> Activity: Only the number is wanted: tally the lines below that contain the word "configured".
### Source information
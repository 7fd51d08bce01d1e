//! Scripted transport for tests and dry runs

use std::collections::VecDeque;
use std::sync::Mutex;
use std::time::Instant;

use crate::error::{Result, SyncError};
use crate::transport::{HttpRequest, HttpResponse, Transport};

#[derive(Debug, Clone)]
pub enum MockReply {
    Status(u16, String),
    Network,
    Timeout,
}

impl MockReply {
    pub fn ok(body: impl Into<String>) -> Self {
        Self::Status(200, body.into())
    }

    fn into_result(self) -> Result<HttpResponse> {
        match self {
            Self::Status(status, body) => Ok(HttpResponse { status, body }),
            Self::Network => Err(SyncError::Network("connection refused".to_string())),
            Self::Timeout => Err(SyncError::Timeout),
        }
    }
}

/// Replies are consumed in order; once the script runs out every request
/// gets the fallback reply.
pub struct MockTransport {
    script: Mutex<VecDeque<MockReply>>,
    fallback: Mutex<MockReply>,
    requests: Mutex<Vec<(Instant, HttpRequest)>>,
}

impl Default for MockTransport {
    fn default() -> Self {
        Self::new(MockReply::ok("{}"))
    }
}

impl MockTransport {
    pub fn new(fallback: MockReply) -> Self {
        Self {
            script: Mutex::new(VecDeque::new()),
            fallback: Mutex::new(fallback),
            requests: Mutex::new(Vec::new()),
        }
    }

    pub fn push(&self, reply: MockReply) -> &Self {
        self.script
            .lock()
            .unwrap_or_else(|e| e.into_inner())
            .push_back(reply);
        self
    }

    pub fn set_fallback(&self, reply: MockReply) {
        *self.fallback.lock().unwrap_or_else(|e| e.into_inner()) = reply;
    }

    pub fn requests(&self) -> Vec<HttpRequest> {
        self.requests
            .lock()
            .unwrap_or_else(|e| e.into_inner())
            .iter()
            .map(|(_, r)| r.clone())
            .collect()
    }

    pub fn requests_to(&self, path: &str) -> Vec<HttpRequest> {
        self.requests()
            .into_iter()
            .filter(|r| r.path == path)
            .collect()
    }

    /// Send instants, in order
    pub fn timeline(&self) -> Vec<Instant> {
        self.requests
            .lock()
            .unwrap_or_else(|e| e.into_inner())
            .iter()
            .map(|(t, _)| *t)
            .collect()
    }

    pub fn request_count(&self) -> usize {
        self.requests.lock().unwrap_or_else(|e| e.into_inner()).len()
    }
}

impl Transport for MockTransport {
    async fn send(&self, request: HttpRequest) -> Result<HttpResponse> {
        self.requests
            .lock()
            .unwrap_or_else(|e| e.into_inner())
            .push((Instant::now(), request));
        let scripted = self
            .script
            .lock()
            .unwrap_or_else(|e| e.into_inner())
            .pop_front();
        let reply = match scripted {
            Some(reply) => reply,
            None => self.fallback.lock().unwrap_or_else(|e| e.into_inner()).clone(),
        };
        reply.into_result()
    }
}
//! `info` command implementation.

use anyhow::{Context, Result};
use camera::PlatformCapabilities;
use contracts::AgentConfig;
use serde::Serialize;
use sync_client::ConnectionProfile;
use tracing::info;

use crate::cli::InfoArgs;

/// Configuration info for JSON output
#[derive(Serialize)]
struct ConfigInfo {
    device: DeviceInfo,
    camera: CameraInfo,
    detection: DetectionInfo,
    storage: StorageInfo,
    dashboard: DashboardInfo,
    #[serde(skip_serializing_if = "Option::is_none")]
    platform: Option<PlatformCapabilities>,
}

#[derive(Serialize)]
struct DeviceInfo {
    id: String,
    name: String,
}

#[derive(Serialize)]
struct CameraInfo {
    enabled: bool,
    resolution: String,
    fps: f64,
    max_cameras: u32,
    auto_recovery: bool,
}

#[derive(Serialize)]
struct DetectionInfo {
    confidence_threshold: f32,
    #[serde(skip_serializing_if = "Vec::is_empty")]
    target_classes: Vec<String>,
    cooldown_seconds: f64,
}

#[derive(Serialize)]
struct StorageInfo {
    database_path: String,
    #[serde(skip_serializing_if = "Option::is_none")]
    images_path: Option<String>,
}

#[derive(Serialize)]
struct DashboardInfo {
    configured: bool,
    #[serde(skip_serializing_if = "Option::is_none")]
    api_url: Option<String>,
    environment: String,
    signed: bool,
    max_retries: u32,
    health_check_interval_secs: u64,
    ssl_verify: bool,
}

/// Execute the `info` command
pub fn run_info(args: &InfoArgs) -> Result<()> {
    info!(config = %args.config.display(), "Loading configuration info");

    if !args.config.exists() {
        anyhow::bail!("Configuration file not found: {}", args.config.display());
    }

    let config = config_loader::ConfigLoader::load_from_path(&args.config)
        .with_context(|| format!("Failed to load config from {}", args.config.display()))?;

    let platform = args.platform.then(PlatformCapabilities::detect);
    let info = build_config_info(&config, platform);

    if args.json {
        let json =
            serde_json::to_string_pretty(&info).context("Failed to serialize config info")?;
        println!("{}", json);
    } else {
        print_config_info(&info);
    }

    Ok(())
}

fn build_config_info(config: &AgentConfig, platform: Option<PlatformCapabilities>) -> ConfigInfo {
    let profile = ConnectionProfile::for_environment(config.dashboard.environment)
        .with_overrides(&config.dashboard);

    ConfigInfo {
        device: DeviceInfo {
            id: config.device.id.clone(),
            name: config.device.name.clone(),
        },
        camera: CameraInfo {
            enabled: config.camera.enabled,
            resolution: format!("{}x{}", config.camera.width, config.camera.height),
            fps: config.camera.fps,
            max_cameras: config.camera.max_cameras,
            auto_recovery: config.camera.auto_recovery,
        },
        detection: DetectionInfo {
            confidence_threshold: config.detection.confidence_threshold,
            target_classes: config.detection.target_classes.clone(),
            cooldown_seconds: config.alerts.cooldown_seconds,
        },
        storage: StorageInfo {
            database_path: config.storage.database_path.clone(),
            images_path: config
                .storage
                .save_images
                .then(|| config.storage.images_path.clone()),
        },
        dashboard: DashboardInfo {
            configured: config.dashboard.is_configured(),
            api_url: config.dashboard.api_url.clone(),
            environment: config.dashboard.environment.as_str().to_string(),
            signed: config
                .dashboard
                .device_secret
                .as_deref()
                .is_some_and(|s| !s.is_empty()),
            max_retries: profile.max_retries,
            health_check_interval_secs: profile.health_check_interval.as_secs(),
            ssl_verify: profile.ssl_verify,
        },
        platform,
    }
}

fn print_config_info(info: &ConfigInfo) {
    println!("╔══════════════════════════════════════════════════════════════╗");
    println!("║                 Edge Agent Configuration                     ║");
    println!("╚══════════════════════════════════════════════════════════════╝\n");

    println!("🏷️  Device");
    println!("   ├─ Id: {}", info.device.id);
    println!("   └─ Name: {}", info.device.name);

    let camera = &info.camera;
    println!("\n📷 Camera");
    if camera.enabled {
        println!("   ├─ Resolution: {} @ {} fps", camera.resolution, camera.fps);
        println!("   ├─ Max cameras: {}", camera.max_cameras);
        println!(
            "   └─ Auto recovery: {}",
            if camera.auto_recovery { "on" } else { "off" }
        );
    } else {
        println!("   └─ Disabled");
    }

    let detection = &info.detection;
    println!("\n🔍 Detection");
    println!("   ├─ Confidence: >= {}", detection.confidence_threshold);
    if detection.target_classes.is_empty() {
        println!("   ├─ Classes: all");
    } else {
        println!("   ├─ Classes: {}", detection.target_classes.join(", "));
    }
    println!("   └─ Cooldown: {}s", detection.cooldown_seconds);

    println!("\n💾 Storage");
    match &info.storage.images_path {
        Some(images) => {
            println!("   ├─ Database: {}", info.storage.database_path);
            println!("   └─ Images: {}", images);
        }
        None => println!("   └─ Database: {}", info.storage.database_path),
    }

    let dashboard = &info.dashboard;
    println!("\n🌐 Dashboard");
    match (&dashboard.api_url, dashboard.configured) {
        (Some(url), true) => {
            println!("   ├─ URL: {} ({})", url, dashboard.environment);
            println!("   ├─ Signed: {}", if dashboard.signed { "yes" } else { "no" });
            println!(
                "   ├─ Retries: {}, health every {}s",
                dashboard.max_retries, dashboard.health_check_interval_secs
            );
            println!("   └─ TLS verify: {}", dashboard.ssl_verify);
        }
        _ => println!("   └─ Offline"),
    }

    if let Some(platform) = &info.platform {
        println!("\n🖥️  Platform");
        println!("   ├─ OS: {} ({})", platform.os, platform.arch);
        if let Some(model) = &platform.board_model {
            println!("   ├─ Board: {}", model);
        }
        println!("   ├─ Video group: {}", platform.in_video_group);
        println!("   └─ Video devices ({})", platform.video_devices.len());
        for (i, device) in platform.video_devices.iter().enumerate() {
            let prefix = if i == platform.video_devices.len() - 1 { "└─" } else { "├─" };
            println!(
                "      {} /dev/video{} {}{}",
                prefix,
                device.index,
                device.name.as_deref().unwrap_or("unknown"),
                if device.integrated { " (integrated)" } else { "" }
            );
        }
    }

    println!();
}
######
> Solution to the exercise: 3